→ Work to complete: Here is a listing. Reproduce it exactly.

- - - - -

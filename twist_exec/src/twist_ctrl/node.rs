//! # Twist control node
//!
//! Ties the input store to the controller. Message handlers may be called
//! from any thread holding a reference to the store, while `tick` runs the
//! control cycle.

// ---------------------------------------------------------------------------
// IMPORTS
// ---------------------------------------------------------------------------

// External
use std::sync::Arc;

// Internal
use super::*;
use comms_if::dbw::{Twist, TwistCmd};
use util::{
    archive::{Archived, ArchiveError},
    module::State,
    session::Session
};

// ---------------------------------------------------------------------------
// DATA STRUCTURES
// ---------------------------------------------------------------------------

pub struct TwistNode {
    ctrl: TwistCtrl,
    inputs: Arc<InputStore>,
}

// ---------------------------------------------------------------------------
// IMPLEMENTATIONS
// ---------------------------------------------------------------------------

impl TwistNode {

    /// Create a node from the given parameters, with the default vehicle
    /// configuration and no archive.
    pub fn new(params: Params) -> Result<Self, TwistCtrlError> {
        let ctrl = TwistCtrl::new(params)?;
        Ok(Self::from_ctrl(ctrl))
    }

    /// Create a node loading the parameters from `params_path` (relative to
    /// the software root's `params` directory) and archiving into the
    /// session.
    pub fn init(params_path: &'static str, session: &Session)
        -> Result<Self, TwistCtrlError>
    {
        let mut ctrl = TwistCtrl::default();
        ctrl.init(params_path, session)?;
        Ok(Self::from_ctrl(ctrl))
    }

    fn from_ctrl(ctrl: TwistCtrl) -> Self {
        let inputs = Arc::new(InputStore::new(
            ctrl.params(), ctrl.config().accel_tau_s
        ));

        Self { ctrl, inputs }
    }

    /// Shared handle to the input store, for handlers running on other
    /// threads.
    pub fn inputs(&self) -> Arc<InputStore> {
        self.inputs.clone()
    }

    // ---- MESSAGE HANDLERS ----

    /// A plain twist, clearing any acceleration limits.
    pub fn on_twist(&self, twist: Twist, now_s: f64) {
        self.inputs.set_command(CommandState::from_twist(twist, now_s));
    }

    /// A timestamped twist. The receive time is used for staleness, not the
    /// message stamp. Limits are cleared.
    pub fn on_twist_stamped(&self, twist: Twist, now_s: f64) {
        self.on_twist(twist, now_s);
    }

    /// A twist carrying its own acceleration limits.
    pub fn on_twist_with_limits(&self, cmd: TwistCmd, now_s: f64) {
        self.inputs.set_command(CommandState::from_twist_cmd(cmd, now_s));
    }

    pub fn on_speed_report(&self, speed_ms: f64) {
        self.inputs.set_speed(speed_ms);
    }

    pub fn on_yaw_rate(&self, yaw_rate_rads: f64) {
        self.inputs.set_yaw_rate(yaw_rate_rads);
    }

    pub fn on_fuel_level(&self, fuel_level_pct: f64) {
        self.inputs.set_fuel_level(fuel_level_pct);
    }

    pub fn on_enable(&self, enabled: bool) {
        self.inputs.set_enabled(enabled);
    }

    /// Apply a new vehicle configuration to the controller and the
    /// acceleration filter.
    pub fn reconfigure(&mut self, config: VehicleConfig) {
        self.ctrl.reconfigure(config);
        self.inputs.set_accel_tau(self.ctrl.config().accel_tau_s);
    }

    // ---- CYCLE ----

    /// Run one control cycle at `now_s`, returning the demands if the
    /// controller is active.
    pub fn tick(&mut self, now_s: f64) -> Option<DbwCmds> {
        let input = self.inputs.snapshot(now_s);

        match self.ctrl.proc(&input) {
            Ok((output, _)) => output,
            Err(e) => match e {}
        }
    }

    /// Status of the last cycle.
    pub fn report(&self) -> StatusReport {
        self.ctrl.report()
    }

    pub fn ctrl(&self) -> &TwistCtrl {
        &self.ctrl
    }

    /// Write the last cycle to the archive.
    pub fn archive(&mut self) -> Result<(), ArchiveError> {
        self.ctrl.write()
    }
}

#[cfg(test)]
mod test {
    use super::*;
    use std::thread;

    const DT: f64 = 0.02;

    fn node() -> TwistNode {
        TwistNode::new(Params::default()).unwrap()
    }

    fn twist(linear_ms: f64, angular_rads: f64) -> Twist {
        Twist { linear_ms, angular_rads }
    }

    #[test]
    fn test_no_output_before_command() {
        let mut node = node();
        node.on_enable(true);

        for i in 0..5 {
            assert!(node.tick(i as f64 * DT).is_none());
            assert_eq!(node.report().state, CtrlState::Stale);
        }
    }

    #[test]
    fn test_disabled_until_enabled() {
        let mut node = node();
        node.on_twist(twist(5.0, 0.0), 0.0);

        assert!(node.tick(0.0).is_none());
        assert_eq!(node.report().state, CtrlState::Disabled);

        node.on_enable(true);
        assert!(node.tick(DT).is_some());
        assert_eq!(node.report().state, CtrlState::Active);

        node.on_enable(false);
        assert!(node.tick(2.0 * DT).is_none());
        assert_eq!(node.report().state, CtrlState::Disabled);
    }

    #[test]
    fn test_command_goes_stale() {
        let mut node = node();
        node.on_enable(true);
        node.on_twist(twist(5.0, 0.0), 0.0);

        let mut t = 0.0;
        while t < 0.2 - 1e-9 {
            assert!(node.tick(t).is_some());
            t += DT;
        }

        assert!(node.tick(0.25).is_none());
        assert_eq!(node.report().state, CtrlState::Stale);

        // A fresh command recovers
        node.on_twist(twist(5.0, 0.0), 0.26);
        assert!(node.tick(0.26).is_some());
    }

    #[test]
    fn test_limits_replaced_by_plain_twist() {
        let mut node = node();
        node.on_enable(true);

        node.on_twist_with_limits(TwistCmd {
            twist: twist(10.0, 0.0),
            accel_limit_mss: 0.5,
            decel_limit_mss: 0.5,
        }, 0.0);
        assert_eq!(node.tick(0.0).unwrap().req_accel_mss, 0.5);

        node.on_twist_stamped(twist(10.0, 0.0), DT);
        assert_eq!(node.tick(DT).unwrap().req_accel_mss, 3.0);
    }

    #[test]
    fn test_closed_loop_speed_up() {
        let mut node = node();
        node.on_enable(true);
        node.on_fuel_level(50.0);

        // Crude vehicle: acceleration proportional to the throttle pedal
        let mut speed_ms = 0.0;
        node.on_speed_report(speed_ms);

        for i in 0..1000 {
            let t = i as f64 * DT;
            node.on_twist(twist(5.0, 0.0), t);

            let cmds = node.tick(t).unwrap();
            let throttle = cmds.throttle.unwrap().pedal_cmd;
            let brake = cmds.brake.unwrap().pedal_cmd;

            assert!(throttle >= 0.0 && throttle <= 1.0);
            assert!(brake >= 0.0);

            speed_ms += (4.0 * throttle - brake / 500.0) * DT;
            node.on_speed_report(speed_ms);
        }

        assert!((speed_ms - 5.0).abs() < 0.5, "speed was {}", speed_ms);
    }

    #[test]
    fn test_reconfigure_changes_accel_filter() {
        let mut node = node();
        node.on_speed_report(0.0);
        node.on_speed_report(0.02);

        let before = node.inputs().snapshot(0.0).filtered_accel_mss;
        assert!((before - 1.0).abs() < 1e-9);

        node.reconfigure(VehicleConfig { accel_tau_s: 0.0, ..VehicleConfig::default() });

        // Without filtering the next sample passes straight through
        node.on_speed_report(0.1);
        let after = node.inputs().snapshot(0.0).filtered_accel_mss;
        assert!((after - 4.0).abs() < 1e-9);
    }

    #[test]
    fn test_handlers_from_other_threads() {
        let mut node = node();
        let inputs = node.inputs();

        let handle = thread::spawn(move || {
            inputs.set_command(CommandState::from_twist(twist(2.0, 0.1), 0.0));
            inputs.set_yaw_rate(0.1);
            inputs.set_enabled(true);
        });
        handle.join().unwrap();

        let cmds = node.tick(0.0).unwrap();
        assert!(cmds.steering.unwrap().steering_wheel_angle_cmd_rad > 0.0);
    }
}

- - - - -

→ Solved problem:
filename twist_exec/src/twist_ctrl/node.rs
//! # Twist control node
//!
//! Ties the input store to the controller. Message handlers may be called
//! from any thread holding a reference to the store, while `tick` runs the
//! control cycle.

// ---------------------------------------------------------------------------
// IMPORTS
// ---------------------------------------------------------------------------

// External
use std::sync::Arc;

// Internal
use super::*;
use comms_if::dbw::{Twist, TwistCmd};
use util::{
    archive::{Archived, ArchiveError},
    module::State,
    session::Session
};

// ---------------------------------------------------------------------------
// DATA STRUCTURES
// ---------------------------------------------------------------------------

pub struct TwistNode {
    ctrl: TwistCtrl,
    inputs: Arc<InputStore>,
}

// ---------------------------------------------------------------------------
// IMPLEMENTATIONS
// ---------------------------------------------------------------------------

impl TwistNode {

    /// Create a node from the given parameters, with the default vehicle
    /// configuration and no archive.
    pub fn new(params: Params) -> Result<Self, TwistCtrlError> {
        let ctrl = TwistCtrl::new(params)?;
        Ok(Self::from_ctrl(ctrl))
    }

    /// Create a node loading the parameters from `params_path` (relative to
    /// the software root's `params` directory) and archiving into the
    /// session.
    pub fn init(params_path: &'static str, session: &Session)
        -> Result<Self, TwistCtrlError>
    {
        let mut ctrl = TwistCtrl::default();
        ctrl.init(params_path, session)?;
        Ok(Self::from_ctrl(ctrl))
    }

    fn from_ctrl(ctrl: TwistCtrl) -> Self {
        let inputs = Arc::new(InputStore::new(
            ctrl.params(), ctrl.config().accel_tau_s
        ));

        Self { ctrl, inputs }
    }

    /// Shared handle to the input store, for handlers running on other
    /// threads.
    pub fn inputs(&self) -> Arc<InputStore> {
        self.inputs.clone()
    }

    // ---- MESSAGE HANDLERS ----

    /// A plain twist, clearing any acceleration limits.
    pub fn on_twist(&self, twist: Twist, now_s: f64) {
        self.inputs.set_command(CommandState::from_twist(twist, now_s));
    }

    /// A timestamped twist. The receive time is used for staleness, not the
    /// message stamp. Limits are cleared.
    pub fn on_twist_stamped(&self, twist: Twist, now_s: f64) {
        self.on_twist(twist, now_s);
    }

    /// A twist carrying its own acceleration limits.
    pub fn on_twist_with_limits(&self, cmd: TwistCmd, now_s: f64) {
        self.inputs.set_command(CommandState::from_twist_cmd(cmd, now_s));
    }

    pub fn on_speed_report(&self, speed_ms: f64) {
        self.inputs.set_speed(speed_ms);
    }

    pub fn on_yaw_rate(&self, yaw_rate_rads: f64) {
        self.inputs.set_yaw_rate(yaw_rate_rads);
    }

    pub fn on_fuel_level(&self, fuel_level_pct: f64) {
        self.inputs.set_fuel_level(fuel_level_pct);
    }

    pub fn on_enable(&self, enabled: bool) {
        self.inputs.set_enabled(enabled);
    }

    /// Apply a new vehicle configuration to the controller and the
    /// acceleration filter.
    pub fn reconfigure(&mut self, config: VehicleConfig) {
        self.ctrl.reconfigure(config);
        self.inputs.set_accel_tau(self.ctrl.config().accel_tau_s);
    }

    // ---- CYCLE ----

    /// Run one control cycle at `now_s`, returning the demands if the
    /// controller is active.
    pub fn tick(&mut self, now_s: f64) -> Option<DbwCmds> {
        let input = self.inputs.snapshot(now_s);

        match self.ctrl.proc(&input) {
            Ok((output, _)) => output,
            Err(e) => match e {}
        }
    }

    /// Status of the last cycle.
    pub fn report(&self) -> StatusReport {
        self.ctrl.report()
    }

    pub fn ctrl(&self) -> &TwistCtrl {
        &self.ctrl
    }

    /// Write the last cycle to the archive.
    pub fn archive(&mut self) -> Result<(), ArchiveError> {
        self.ctrl.write()
    }
}

#[cfg(test)]
mod test {
    use super::*;
    use std::thread;

    const DT: f64 = 0.02;

    fn node() -> TwistNode {
        TwistNode::new(Params::default()).unwrap()
    }

    fn twist(linear_ms: f64, angular_rads: f64) -> Twist {
        Twist { linear_ms, angular_rads }
    }

    #[test]
    fn test_no_output_before_command() {
        let mut node = node();
        node.on_enable(true);

        for i in 0..5 {
            assert!(node.tick(i as f64 * DT).is_none());
            assert_eq!(node.report().state, CtrlState::Stale);
        }
    }

    #[test]
    fn test_disabled_until_enabled() {
        let mut node = node();
        node.on_twist(twist(5.0, 0.0), 0.0);

        assert!(node.tick(0.0).is_none());
        assert_eq!(node.report().state, CtrlState::Disabled);

        node.on_enable(true);
        assert!(node.tick(DT).is_some());
        assert_eq!(node.report().state, CtrlState::Active);

        node.on_enable(false);
        assert!(node.tick(2.0 * DT).is_none());
        assert_eq!(node.report().state, CtrlState::Disabled);
    }

    #[test]
    fn test_command_goes_stale() {
        let mut node = node();
        node.on_enable(true);
        node.on_twist(twist(5.0, 0.0), 0.0);

        let mut t = 0.0;
        while t < 0.2 - 1e-9 {
            assert!(node.tick(t).is_some());
            t += DT;
        }

        assert!(node.tick(0.25).is_none());
        assert_eq!(node.report().state, CtrlState::Stale);

        // A fresh command recovers
        node.on_twist(twist(5.0, 0.0), 0.26);
        assert!(node.tick(0.26).is_some());
    }

    #[test]
    fn test_limits_replaced_by_plain_twist() {
        let mut node = node();
        node.on_enable(true);

        node.on_twist_with_limits(TwistCmd {
            twist: twist(10.0, 0.0),
            accel_limit_mss: 0.5,
            decel_limit_mss: 0.5,
        }, 0.0);
        assert_eq!(node.tick(0.0).unwrap().req_accel_mss, 0.5);

        node.on_twist_stamped(twist(10.0, 0.0), DT);
        assert_eq!(node.tick(DT).unwrap().req_accel_mss, 3.0);
    }

    #[test]
    fn test_closed_loop_speed_up() {
        let mut node = node();
        node.on_enable(true);
        node.on_fuel_level(50.0);

        // Crude vehicle: acceleration proportional to the throttle pedal
        let mut speed_ms = 0.0;
        node.on_speed_report(speed_ms);

        for i in 0..1000 {
            let t = i as f64 * DT;
            node.on_twist(twist(5.0, 0.0), t);

            let cmds = node.tick(t).unwrap();
            let throttle = cmds.throttle.unwrap().pedal_cmd;
            let brake = cmds.brake.unwrap().pedal_cmd;

            assert!(throttle >= 0.0 && throttle <= 1.0);
            assert!(brake >= 0.0);

            speed_ms += (4.0 * throttle - brake / 500.0) * DT;
            node.on_speed_report(speed_ms);
        }

        assert!((speed_ms - 5.0).abs() < 0.5, "speed was {}", speed_ms);
    }

    #[test]
    fn test_reconfigure_changes_accel_filter() {
        let mut node = node();
        node.on_speed_report(0.0);
        node.on_speed_report(0.02);

        let before = node.inputs().snapshot(0.0).filtered_accel_mss;
        assert!((before - 1.0).abs() < 1e-9);

        node.reconfigure(VehicleConfig { accel_tau_s: 0.0, ..VehicleConfig::default() });

        // Without filtering the next sample passes straight through
        node.on_speed_report(0.1);
        let after = node.inputs().snapshot(0.0).filtered_accel_mss;
        assert!((after - 4.0).abs() < 1e-9);
    }

    #[test]
    fn test_handlers_from_other_threads() {
        let mut node = node();
        let inputs = node.inputs();

        let handle = thread::spawn(move || {
            inputs.set_command(CommandState::from_twist(twist(2.0, 0.1), 0.0));
            inputs.set_yaw_rate(0.1);
            inputs.set_enabled(true);
        });
        handle.join().unwrap();

        let cmds = node.tick(0.0).unwrap();
        assert!(cmds.steering.unwrap().steering_wheel_angle_cmd_rad > 0.0);
    }
}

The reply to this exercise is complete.